In the current tradition of entering the healthcare market by technology companies, some interesting next hires are at Verily’s.

Verily is starting to more aggressively commercialize its range of services and products, many of which have been in development for more than five years. The company is looking to sell both to pharmaceutical companies and health systems, and is also working with regulators to secure approvals for its products.

New initiatives and a joint venture

“This is not a company with a lack of ambition,” said Robert Califf, a former commissioner for the U.S. Food and Drug Administration, who joined the company as an adviser last May. “In health care, there’s a lot to be done.”

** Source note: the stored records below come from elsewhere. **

use anyhow::{Context, Result};
use std::fs;
use std::path::{Path, PathBuf};

use crate::utils::config::PackagePaths;

/// Temporary path the result database is written to before the final rename.
pub fn temp_path_for(db_path: &Path) -> PathBuf {
    let name = db_path
        .file_name()
        .and_then(|n| n.to_str())
        .unwrap_or_else(|| PackagePaths::get().db_filename());
    db_path
        .parent()
        .unwrap_or(Path::new("."))
        .join(format!("{name}.tmp"))
}

/// Remove SQLite WAL and SHM files next to `db_path` (left behind after a rename or a crash).
pub fn remove_wal_and_shm(db_path: &Path) {
    let file_name = db_path
        .file_name()
        .map(|n| n.to_string_lossy())
        .unwrap_or_default();
    let parent = db_path.parent().unwrap_or(Path::new("."));
    let _ = fs::remove_file(parent.join(format!("{file_name}-wal")));
    let _ = fs::remove_file(parent.join(format!("{file_name}-shm")));
}

/// Remove a stale temp database (and its sidecars) from an earlier interrupted run.
pub fn prepare_temp_path(db_path: &Path) -> Result<PathBuf> {
    let temp_path = temp_path_for(db_path);
    if temp_path.exists() {
        remove_wal_and_shm(&temp_path);
        fs::remove_file(&temp_path).with_context(|| {
            format!("remove stale temp database at {}", temp_path.display())
        })?;
    }
    Ok(temp_path)
}

pub fn rename_temp_to_final(temp_path: &Path, final_path: &Path) -> Result<()> {
    remove_wal_and_shm(final_path);
    fs::rename(temp_path, final_path).with_context(|| {
        format!(
            "atomic rename temp database to final path ({} -> {})",
            temp_path.display(),
            final_path.display()
        )
    })?;
    remove_wal_and_shm(temp_path);
    Ok(())
}
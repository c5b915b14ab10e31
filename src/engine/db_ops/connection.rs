//! Open the result database.

use anyhow::{Context, Result};
use rusqlite::Connection;
use std::path::Path;

use crate::error::ScanError;

use super::{SCHEMA, WAL_PRAGMAS};

/// Enable WAL and apply schema to an open connection (idempotent).
fn apply_wal_and_schema(conn: &Connection) -> Result<()> {
    conn.query_row("PRAGMA journal_mode = WAL", [], |_| Ok(()))
        .map_err(ScanError::from)
        .context("enable WAL")?;
    conn.execute_batch(WAL_PRAGMAS)
        .map_err(ScanError::from)
        .context("set WAL pragmas")?;
    conn.execute_batch(SCHEMA)
        .map_err(ScanError::from)
        .context("create schema")?;
    Ok(())
}

/// Open or create the result DB and ensure schema + WAL.
pub fn open_db(path: &Path) -> Result<Connection> {
    let conn = Connection::open(path)
        .map_err(ScanError::from)
        .with_context(|| format!("open database {}", path.display()))?;
    apply_wal_and_schema(&conn)?;
    Ok(conn)
}

/// Open an in-memory DB with the same schema (ephemeral mode; no WAL pragmas needed).
pub fn open_db_in_memory() -> Result<Connection> {
    let conn = Connection::open_in_memory()
        .map_err(ScanError::from)
        .context("open in-memory database")?;
    conn.execute_batch(SCHEMA)
        .map_err(ScanError::from)
        .context("create schema")?;
    Ok(conn)
}
//! Store one scan's results and answer duplicate queries.

use anyhow::{Context, Result};
use log::debug;
use rusqlite::{Connection, Statement};
use std::path::{Path, PathBuf};

use crate::engine::hashing::is_hex_digest;
use crate::engine::tools::path_to_db_string;
use crate::error::ScanError;
use crate::utils::config::DB_INSERT_BATCH_SIZE;
use crate::utils::{prepare_temp_path, rename_temp_to_final};
use crate::{DuplicateGroup, HashResult, ScanCounts};

use super::{DROP_FILES_SQL, INSERT_FILE_SQL, SCHEMA, open_db};

const DUPLICATE_DIGESTS_SQL: &str = "SELECT sha256sum FROM files GROUP BY sha256sum \
     HAVING COUNT(*) > 1 ORDER BY sha256sum";

const PATHS_FOR_DIGEST_SQL: &str =
    "SELECT filepath FROM files WHERE sha256sum = ?1 ORDER BY filepath";

/// Execute one insert for a result (used by flush_batch).
fn execute_insert_result(stmt: &mut Statement<'_>, r: &HashResult) -> Result<()> {
    debug_assert!(is_hex_digest(&r.digest), "malformed digest {}", r.digest);
    stmt.execute((path_to_db_string(&r.path).as_str(), r.digest.as_str()))
        .map_err(ScanError::from)
        .with_context(|| format!("insert {}", r.path.display()))?;
    Ok(())
}

/// Insert a batch of results in a single transaction. Returns batch length.
fn flush_batch(conn: &mut Connection, batch: &[HashResult]) -> Result<usize> {
    let tx = conn
        .transaction()
        .map_err(ScanError::from)
        .context("begin transaction")?;
    {
        let mut stmt = tx
            .prepare(INSERT_FILE_SQL)
            .map_err(ScanError::from)
            .context("prepare insert")?;
        for r in batch {
            execute_insert_result(&mut stmt, r)?;
        }
    }
    tx.commit()
        .map_err(ScanError::from)
        .context("commit transaction")?;
    Ok(batch.len())
}

/// Replace the stored scan with `results`: drop and recreate the files table, then insert in
/// batches of [`DB_INSERT_BATCH_SIZE`]. Returns the number of rows written.
pub fn store_results(conn: &mut Connection, results: &[HashResult]) -> Result<usize> {
    conn.execute_batch(DROP_FILES_SQL)
        .map_err(ScanError::from)
        .context("drop previous results")?;
    conn.execute_batch(SCHEMA)
        .map_err(ScanError::from)
        .context("create schema")?;
    let mut written = 0_usize;
    for chunk in results.chunks(DB_INSERT_BATCH_SIZE) {
        written += flush_batch(conn, chunk)?;
    }
    debug!("Stored {} results", written);
    Ok(written)
}

/// Write `results` to a new database at `db_path`. The DB is built under `<db>.tmp` and renamed
/// into place on success, so a failure never leaves a half-written database behind.
pub fn store_to_file(db_path: &Path, results: &[HashResult]) -> Result<usize> {
    let temp_path = prepare_temp_path(db_path)?;
    let written = {
        let mut conn = open_db(&temp_path)?;
        let written = store_results(&mut conn, results)?;
        conn.close()
            .map_err(|(_, e)| ScanError::from(e))
            .context("close temp database")?;
        written
    };
    rename_temp_to_final(&temp_path, db_path)?;
    debug!("Wrote {} results to {}", written, db_path.display());
    Ok(written)
}

/// Digests that occur on two or more paths, ordered by digest; each group's paths are sorted.
pub fn load_duplicates(conn: &Connection) -> Result<Vec<DuplicateGroup>> {
    let digests: Vec<String> = {
        let mut stmt = conn
            .prepare(DUPLICATE_DIGESTS_SQL)
            .map_err(ScanError::from)
            .context("prepare duplicate query")?;
        let rows = stmt
            .query_map([], |row| row.get::<_, String>(0))
            .map_err(ScanError::from)
            .context("query duplicate digests")?;
        rows.collect::<rusqlite::Result<Vec<String>>>()
            .map_err(ScanError::from)
            .context("read duplicate digests")?
    };

    let mut stmt = conn
        .prepare(PATHS_FOR_DIGEST_SQL)
        .map_err(ScanError::from)
        .context("prepare path query")?;
    let mut groups = Vec::with_capacity(digests.len());
    for digest in digests {
        let paths = stmt
            .query_map([digest.as_str()], |row| row.get::<_, String>(0))
            .map_err(ScanError::from)
            .context("query paths for digest")?
            .map(|r| r.map(PathBuf::from))
            .collect::<rusqlite::Result<Vec<_>>>()
            .map_err(ScanError::from)
            .context("read paths for digest")?;
        groups.push(DuplicateGroup { digest, paths });
    }
    Ok(groups)
}

/// Total stored files and number of digests shared by two or more files.
pub fn count_files(conn: &Connection) -> Result<ScanCounts> {
    let total: i64 = conn
        .query_row("SELECT COUNT(id) FROM files", [], |row| row.get(0))
        .map_err(ScanError::from)
        .context("count files")?;
    let duplicates: i64 = conn
        .query_row(
            "SELECT COUNT(*) FROM (SELECT sha256sum FROM files GROUP BY sha256sum HAVING COUNT(*) > 1)",
            [],
            |row| row.get(0),
        )
        .map_err(ScanError::from)
        .context("count duplicate digests")?;
    Ok(ScanCounts {
        total_files: total.max(0) as usize,
        duplicate_digests: duplicates.max(0) as usize,
    })
}
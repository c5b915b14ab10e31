//! Error kinds surfaced by scanning and storage.

use std::path::PathBuf;
use thiserror::Error;

#[derive(Debug, Error)]
pub enum ScanError {
    /// Root missing, not a directory, or not traversable. Fatal before any hashing.
    #[error("invalid root {}: {reason}", path.display())]
    InvalidRoot { path: PathBuf, reason: String },

    /// One file could not be opened or fully read. Recorded per file; the scan continues.
    #[error("cannot read {}: {source}", path.display())]
    FileIo {
        path: PathBuf,
        #[source]
        source: std::io::Error,
    },

    /// Results could not be persisted. Fatal for the run.
    #[error("storage: {0}")]
    Storage(#[from] rusqlite::Error),

    /// Strict mode: the walk hit an entry it could not read.
    #[error("strict mode: {message}")]
    Walk { message: String },

    #[error("cancelled before hashing")]
    Cancelled,

    #[error("worker exited before reporting this path")]
    WorkerLost,
}

impl ScanError {
    pub fn invalid_root(path: &std::path::Path, reason: impl Into<String>) -> Self {
        ScanError::InvalidRoot {
            path: path.to_path_buf(),
            reason: reason.into(),
        }
    }
}
//! dupescan: find duplicate files by SHA-256 content hash.
//!
//! Walk a directory, hash every regular file on a bounded worker pool, and store
//! `(filepath, sha256sum)` rows in SQLite so duplicate groups can be listed without rescanning.

pub mod engine;
pub mod error;
pub mod pipeline;
pub mod report;
pub mod scan;
pub mod types;
pub mod utils;

/// Re-export types for API
pub use error::ScanError;
pub use types::*;

use log::debug;
use std::path::Path;

/// Result alias used by public dupescan API
pub use anyhow::Error;
pub type Result<T> = std::result::Result<T, Error>;

/// Single entry point: validate `root`, walk it and hash every regular file with `opts.workers`
/// threads. Per-file errors land in [`ScanSession::failures`]; only an invalid root or a strict-mode
/// walk error is returned as `Err`. Nothing is persisted; see [`engine::store_results`].
///
/// ```ignore
/// let session = dupescan::scan_dir(Path::new("/data"), &ScanOpts::default())?;
/// let mut conn = dupescan::engine::open_db_in_memory()?;
/// dupescan::engine::store_results(&mut conn, &session.results)?;
/// for group in dupescan::engine::load_duplicates(&conn)? {
///     println!("{} x{}", group.digest, group.paths.len());
/// }
/// ```
pub fn scan_dir(root: &Path, opts: &ScanOpts) -> Result<ScanSession> {
    debug!(
        "{} CONFIG:{:#?}",
        env!("CARGO_PKG_NAME").to_uppercase(),
        opts
    );
    pipeline::run_scan_pipeline(root, opts, |_| None)
}
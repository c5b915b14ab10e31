//! CLI command handler: validate the root, then scan, list stored results, or print help.

use anyhow::{Context, Result};
use clap::CommandFactory;
use log::{debug, warn};
use std::path::Path;
use std::sync::Arc;
use std::sync::atomic::{AtomicBool, Ordering};

use crate::Opts;
use crate::engine::arg_parser::Cli;
use crate::engine::tools::validate_root;
use crate::report::{print_failures, print_report, print_skipped};
use crate::scan::{Mode, list_stored, resolve_db_path, scan_and_store, select_mode};
use crate::utils::{apply_file_to_opts, load_dupescan_toml, setup_logging};

/// Build Opts: defaults, then `.dupescan.toml` in the root, then explicit CLI flags.
pub fn setup_opts(cli: &Cli, root: &Path) -> Result<Opts> {
    let mut opts = Opts::default();
    if let Some(file) = load_dupescan_toml(root)? {
        apply_file_to_opts(&file, root, &mut opts);
    }
    if let Some(db) = cli.db.clone() {
        opts.db_path = Some(db);
    }
    if let Some(workers) = cli.workers {
        opts.workers = workers;
    }
    if !cli.exclude.is_empty() {
        opts.exclude = cli.exclude.clone();
    }
    if let Some(v) = cli.list {
        opts.list = v;
    }
    if let Some(v) = cli.verbose {
        opts.verbose = v;
    }
    if let Some(v) = cli.strict {
        opts.strict = v;
    }
    opts.force = cli.force;
    opts.temp = cli.temp;
    Ok(opts)
}

/// Install a Ctrl+C handler that asks the pool to stop hashing.
fn install_cancel_handler() -> Result<Arc<AtomicBool>> {
    let cancel_requested = Arc::new(AtomicBool::new(false));
    let handler_flag = Arc::clone(&cancel_requested);
    ctrlc::set_handler(move || {
        handler_flag.store(true, Ordering::Relaxed);
    })
    .context("set Ctrl+C handler")?;
    Ok(cancel_requested)
}

/// Run the mode selected by the flags. The root is validated before anything else.
pub fn handle_run(cli: &Cli) -> Result<()> {
    let root = validate_root(&cli.dir)?;
    let opts = setup_opts(cli, &root)?;
    setup_logging(opts.verbose);
    debug!("{:#?}", opts);

    let db_path = resolve_db_path(&root, &opts);
    match select_mode(&opts, db_path.is_file()) {
        Mode::Scan => {
            if opts.force && db_path.is_file() {
                warn!("Replacing existing results in {}", db_path.display());
            }
            let cancel = install_cancel_handler()?;
            let summary = scan_and_store(&root, &db_path, &opts, Some(cancel))?;
            print_skipped(&summary.session.skipped, opts.verbose);
            print_report(&summary.counts, summary.duplicates.as_deref());
            print_failures(&summary.session.failures);
        }
        Mode::ListStored => {
            debug!("Reading stored results from {}", db_path.display());
            let (counts, groups) = list_stored(&db_path)?;
            print_report(&counts, Some(&groups));
        }
        Mode::Help => {
            Cli::command().print_help().context("print help")?;
        }
    }
    Ok(())
}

Verily, which became an independent subsidiary of Alphabet in 2015, has inked about a dozen partnerships with life sciences companies like Johnson & Johnson and Sanofi.

Some of Verily’s initiatives, like its device to measure blood¬†using a type of watch, are still in the research phase. But others are further along. In 2016, Verily partnered with Sanofi on a joint venture called Onduo, which is focused on diabetes management.

Verily has also beefed up its scientific advisory board, adding Linda Avey, the co-founder of 23andMe, as well as former Medicare chief Andy Slavitt, former national coordinator for Health Information Technology Karen DeSalvo, and Kathy Giusti, founder of the Multiple Myeloma Research Foundation.